"Dadme el
infinito como una flor para mis manos"
— Vicente Huidobro.
“No ha quedado
demostrado, ni mucho menos, que el lenguaje de las palabras sea el mejor
posible”
— Antonin
Artaud.
I
Una fina llovizna caía encantadora sobre Parnaso,
fluyendo diáfana entre el resplandor del sol que rasgaba testarudo y magnífico
el manto de nubes negras.
Faustino no puede evitar que se le dibuje una sonrisa en la cara. Una sonrisa
nerviosa mientras introducía su cabeza en el aro que formaba la soga, mientras
el suave fulgor del día le calentaba la
cara, como una caricia.
Conmovido dejó caer una lágrima.
Con una sonrisa ardiente sentenció: —Es un día hermoso, perfecto para morir—.

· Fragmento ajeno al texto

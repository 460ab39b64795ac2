//! Versioned envelope wrapped around persisted panel state.

use serde::{de::DeserializeOwned, Deserialize, Serialize};
use serde_json::Value;

/// Version for [`StateEnvelope`] metadata serialization.
pub const STATE_ENVELOPE_VERSION: u32 = 1;

#[derive(Debug, Clone, PartialEq, Serialize, Deserialize)]
/// Versioned envelope for a persisted state payload.
pub struct StateEnvelope {
    /// Envelope schema version.
    pub envelope_version: u32,
    /// Owner-defined schema version for the payload.
    pub schema_version: u32,
    /// Last update time in unix milliseconds.
    pub updated_at_unix_ms: u64,
    /// Serialized payload.
    pub payload: Value,
}

impl StateEnvelope {
    /// Creates a new envelope stamped with a monotonic timestamp.
    pub fn new(schema_version: u32, payload: Value) -> Self {
        Self {
            envelope_version: STATE_ENVELOPE_VERSION,
            schema_version,
            updated_at_unix_ms: crate::time::next_monotonic_timestamp_ms(),
            payload,
        }
    }

    /// Returns `true` when `value` has the envelope's required metadata fields.
    ///
    /// Stores written before envelopes were introduced hold the bare payload object instead.
    pub fn looks_like_envelope(value: &Value) -> bool {
        value
            .as_object()
            .map(|object| {
                object.contains_key("envelope_version")
                    && object.contains_key("schema_version")
                    && object.contains_key("payload")
            })
            .unwrap_or(false)
    }
}

/// Builds a versioned [`StateEnvelope`] from a serializable payload.
///
/// # Errors
///
/// Returns an error when `payload` cannot be converted to JSON.
pub fn build_state_envelope<T: Serialize>(
    schema_version: u32,
    payload: &T,
) -> Result<StateEnvelope, String> {
    let payload = serde_json::to_value(payload).map_err(|e| e.to_string())?;
    Ok(StateEnvelope::new(schema_version, payload))
}

/// Deserializes an envelope payload into a target type.
///
/// # Errors
///
/// Returns an error when deserialization fails.
pub fn decode_envelope_payload<T: DeserializeOwned>(envelope: &StateEnvelope) -> Result<T, String> {
    serde_json::from_value(envelope.payload.clone()).map_err(|e| e.to_string())
}
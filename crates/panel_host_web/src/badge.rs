//! Toolbar badge adapter backed by `chrome.browserAction.setBadgeText`.

use panel_host::BadgeService;

use crate::bridge;

#[derive(Debug, Clone, Copy, Default)]
/// Extension badge adapter.
pub struct ExtensionBadgeService;

impl BadgeService for ExtensionBadgeService {
    fn set_badge_text(&self, text: &str) -> Result<(), String> {
        bridge::badge_set_text(text)
    }
}
//! Extension API bridge used by the `panel_host_web` service adapters.
//!
//! Every function here forwards to `interop`, which selects the wasm bindings or the non-wasm
//! shim at compile time.

mod interop;

use panel_host::{ActionMessage, TabDescriptor};

pub async fn rewards_create_wallet() -> Result<(), String> {
    interop::rewards_create_wallet().await
}

pub async fn rewards_get_wallet_properties() -> Result<(), String> {
    interop::rewards_get_wallet_properties().await
}

pub async fn rewards_get_current_report() -> Result<(), String> {
    interop::rewards_get_current_report().await
}

pub async fn rewards_get_publisher_data(window_id: i64, url: &str) -> Result<(), String> {
    interop::rewards_get_publisher_data(window_id, url).await
}

pub async fn notifications_delete(id: i64) -> Result<(), String> {
    interop::notifications_delete(id).await
}

pub async fn tabs_get(tab_id: i64) -> Result<Option<TabDescriptor>, String> {
    interop::tabs_get(tab_id).await
}

pub fn badge_set_text(text: &str) -> Result<(), String> {
    interop::badge_set_text(text)
}

pub fn subscribe_events(sink: Box<dyn Fn(ActionMessage)>) -> Result<(), String> {
    interop::subscribe_events(sink)
}
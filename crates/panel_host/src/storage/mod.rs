//! Panel-state storage contracts and the versioned envelope persisted around the state.

pub mod envelope;
pub mod panel_state;
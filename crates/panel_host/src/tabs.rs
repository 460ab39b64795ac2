//! Tab inspection contracts and baseline adapters.

use std::{cell::RefCell, collections::HashMap, future::Future, pin::Pin, rc::Rc};

use serde::{Deserialize, Serialize};

/// Object-safe boxed future used by [`TabsService`].
pub type TabsFuture<'a, T> = Pin<Box<dyn Future<Output = T> + 'a>>;

#[derive(Debug, Clone, PartialEq, Eq, Default, Serialize, Deserialize)]
#[serde(rename_all = "camelCase")]
/// The subset of a browser tab the rewards panel inspects.
pub struct TabDescriptor {
    /// Browser tab id, when the platform reports one.
    #[serde(default, skip_serializing_if = "Option::is_none")]
    pub id: Option<i64>,
    /// Window hosting the tab.
    #[serde(default)]
    pub window_id: i64,
    /// Page url; absent for tabs the extension may not read.
    #[serde(default, skip_serializing_if = "Option::is_none")]
    pub url: Option<String>,
    /// Whether the tab belongs to a private window.
    #[serde(default)]
    pub incognito: bool,
    /// Whether the tab is the active one in its window.
    #[serde(default)]
    pub active: bool,
}

/// Host service that resolves tab ids into [`TabDescriptor`] values.
pub trait TabsService {
    /// Fetches the descriptor for `tab_id`. `Ok(None)` means the tab no longer exists.
    fn fetch_tab(&self, tab_id: i64) -> TabsFuture<'_, Result<Option<TabDescriptor>, String>>;
}

#[derive(Debug, Clone, Copy, Default)]
/// No-op tab service that never finds a tab.
pub struct NoopTabsService;

impl TabsService for NoopTabsService {
    fn fetch_tab(&self, _tab_id: i64) -> TabsFuture<'_, Result<Option<TabDescriptor>, String>> {
        Box::pin(async { Ok(None) })
    }
}

#[derive(Debug, Clone, Default)]
/// In-memory tab service keyed by tab id.
pub struct MemoryTabsService {
    tabs: Rc<RefCell<HashMap<i64, TabDescriptor>>>,
}

impl MemoryTabsService {
    /// Registers (or replaces) the descriptor returned for `tab_id`.
    pub fn insert(&self, tab_id: i64, tab: TabDescriptor) {
        self.tabs.borrow_mut().insert(tab_id, tab);
    }
}

impl TabsService for MemoryTabsService {
    fn fetch_tab(&self, tab_id: i64) -> TabsFuture<'_, Result<Option<TabDescriptor>, String>> {
        Box::pin(async move { Ok(self.tabs.borrow().get(&tab_id).cloned()) })
    }
}

#[cfg(test)]
mod tests {
    use futures::executor::block_on;
    use serde_json::json;

    use super::*;

    #[test]
    fn tab_descriptor_reads_extension_tab_shape() {
        let tab: TabDescriptor = serde_json::from_value(json!({
            "id": 12,
            "windowId": 4,
            "url": "https://brave.com",
            "incognito": false,
            "active": true,
            "pinned": false
        }))
        .expect("decode tab");

        assert_eq!(tab.id, Some(12));
        assert_eq!(tab.window_id, 4);
        assert_eq!(tab.url.as_deref(), Some("https://brave.com"));
        assert!(tab.active);
        assert!(!tab.incognito);
    }

    #[test]
    fn memory_tabs_service_returns_registered_tabs_only() {
        let service = MemoryTabsService::default();
        service.insert(
            7,
            TabDescriptor {
                id: Some(7),
                window_id: 2,
                url: Some("https://a.test".to_string()),
                incognito: false,
                active: true,
            },
        );
        let service_obj: &dyn TabsService = &service;

        let found = block_on(service_obj.fetch_tab(7)).expect("fetch");
        assert_eq!(found.map(|tab| tab.window_id), Some(2));
        assert_eq!(block_on(service_obj.fetch_tab(8)).expect("fetch"), None);
    }
}
//! Toolbar badge display contracts.

use std::{cell::RefCell, rc::Rc};

/// Host service for the numeric overlay on the extension's toolbar icon.
///
/// Badge updates are synchronous UI writes; an empty string clears the badge.
pub trait BadgeService {
    /// Replaces the badge text.
    fn set_badge_text(&self, text: &str) -> Result<(), String>;
}

/// Formats a notification count as badge text: the decimal count, or empty when zero.
pub fn badge_text_for_count(count: usize) -> String {
    if count > 0 {
        count.to_string()
    } else {
        String::new()
    }
}

#[derive(Debug, Clone, Copy, Default)]
/// No-op badge service for unsupported targets.
pub struct NoopBadgeService;

impl BadgeService for NoopBadgeService {
    fn set_badge_text(&self, _text: &str) -> Result<(), String> {
        Ok(())
    }
}

#[derive(Debug, Clone, Default)]
/// In-memory badge that keeps every text it was given.
pub struct MemoryBadgeService {
    history: Rc<RefCell<Vec<String>>>,
}

impl MemoryBadgeService {
    /// Returns the most recently displayed text, if any update happened.
    pub fn current_text(&self) -> Option<String> {
        self.history.borrow().last().cloned()
    }

    /// Returns every update in order.
    pub fn history(&self) -> Vec<String> {
        self.history.borrow().clone()
    }
}

impl BadgeService for MemoryBadgeService {
    fn set_badge_text(&self, text: &str) -> Result<(), String> {
        self.history.borrow_mut().push(text.to_string());
        Ok(())
    }
}
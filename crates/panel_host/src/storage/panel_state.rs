//! Panel-state store contracts and adapters.
//!
//! Loading is synchronous because the panel state must exist before the first action is
//! processed; saving is asynchronous and is only ever reached through the debounced writer.

use std::{cell::RefCell, future::Future, pin::Pin, rc::Rc};

/// Object-safe boxed future used by [`PanelStateStore::save_panel_state`].
pub type PanelStateStoreFuture<'a, T> = Pin<Box<dyn Future<Output = T> + 'a>>;

/// Durable storage for the serialized panel state (JSON text).
pub trait PanelStateStore {
    /// Loads the raw JSON previously saved, if any.
    fn load_panel_state(&self) -> Result<Option<String>, String>;

    /// Replaces the saved raw JSON.
    fn save_panel_state<'a>(
        &'a self,
        raw_json: &'a str,
    ) -> PanelStateStoreFuture<'a, Result<(), String>>;
}

#[derive(Debug, Clone, Copy, Default)]
/// No-op store that never holds state.
pub struct NoopPanelStateStore;

impl PanelStateStore for NoopPanelStateStore {
    fn load_panel_state(&self) -> Result<Option<String>, String> {
        Ok(None)
    }

    fn save_panel_state<'a>(
        &'a self,
        _raw_json: &'a str,
    ) -> PanelStateStoreFuture<'a, Result<(), String>> {
        Box::pin(async { Ok(()) })
    }
}

#[derive(Debug, Clone, Default)]
/// In-memory store that also counts completed saves.
pub struct MemoryPanelStateStore {
    raw: Rc<RefCell<Option<String>>>,
    saves: Rc<RefCell<usize>>,
}

impl MemoryPanelStateStore {
    /// Creates a store pre-populated with `raw_json`.
    pub fn with_raw(raw_json: impl Into<String>) -> Self {
        let store = Self::default();
        *store.raw.borrow_mut() = Some(raw_json.into());
        store
    }

    /// Returns how many saves have completed.
    pub fn save_count(&self) -> usize {
        *self.saves.borrow()
    }
}

impl PanelStateStore for MemoryPanelStateStore {
    fn load_panel_state(&self) -> Result<Option<String>, String> {
        Ok(self.raw.borrow().clone())
    }

    fn save_panel_state<'a>(
        &'a self,
        raw_json: &'a str,
    ) -> PanelStateStoreFuture<'a, Result<(), String>> {
        Box::pin(async move {
            *self.raw.borrow_mut() = Some(raw_json.to_string());
            *self.saves.borrow_mut() += 1;
            Ok(())
        })
    }
}
//! Browser storage adapters.

pub mod local_panel_state;
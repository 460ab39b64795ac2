//! Host service bundle assembled by the entry layer and injected into the panel runtime.

use std::rc::Rc;

use crate::{
    BadgeService, MemoryBadgeService, MemoryNotificationService, MemoryPanelStateStore,
    MemoryRewardsService, MemoryTabsService, NoopBadgeService, NoopNotificationService,
    NoopPanelStateStore, NoopRewardsService, NoopTabsService, NotificationService,
    PanelStateStore, RewardsService, TabsService,
};

#[derive(Clone)]
/// Concrete service handles for one host strategy.
pub struct HostServices {
    /// Rewards wallet/publisher API.
    pub rewards: Rc<dyn RewardsService>,
    /// Tab inspection API.
    pub tabs: Rc<dyn TabsService>,
    /// Rewards notification API.
    pub notifications: Rc<dyn NotificationService>,
    /// Toolbar badge display.
    pub badge: Rc<dyn BadgeService>,
    /// Durable panel-state storage.
    pub store: Rc<dyn PanelStateStore>,
    /// Stable name of the host strategy that produced the bundle.
    pub strategy_name: &'static str,
}

impl HostServices {
    /// Returns a bundle in which every service is a no-op.
    pub fn noop() -> Self {
        Self {
            rewards: Rc::new(NoopRewardsService),
            tabs: Rc::new(NoopTabsService),
            notifications: Rc::new(NoopNotificationService),
            badge: Rc::new(NoopBadgeService),
            store: Rc::new(NoopPanelStateStore),
            strategy_name: "noop",
        }
    }

    /// Returns a bundle backed by the given in-memory services.
    pub fn memory(
        rewards: MemoryRewardsService,
        tabs: MemoryTabsService,
        notifications: MemoryNotificationService,
        badge: MemoryBadgeService,
        store: MemoryPanelStateStore,
    ) -> Self {
        Self {
            rewards: Rc::new(rewards),
            tabs: Rc::new(tabs),
            notifications: Rc::new(notifications),
            badge: Rc::new(badge),
            store: Rc::new(store),
            strategy_name: "memory",
        }
    }
}

impl std::fmt::Debug for HostServices {
    fn fmt(&self, f: &mut std::fmt::Formatter<'_>) -> std::fmt::Result {
        f.debug_struct("HostServices")
            .field("strategy_name", &self.strategy_name)
            .finish_non_exhaustive()
    }
}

Faustino Fortunato sentía que la soledad enmarcaba perfectamente un momento culmine como ese sin saber que Aurora subía las escaleras camino al departamento donde se escondía.
En ese mismo momento, Hortensia Kütral organizaba los preparativos: Antorchas iluminaban -porque no hay nada de peor gusto que una iniciación iluminada con ampolletas eléctricas- el bracero donde ocurriría la regeneración, un tambor que en su interior contenía la voz de quince generaciones de veladoras y una tina de cobre llena hasta el borde de un líquido que se batía como un mar enrarecido que despedía un aroma a mirra.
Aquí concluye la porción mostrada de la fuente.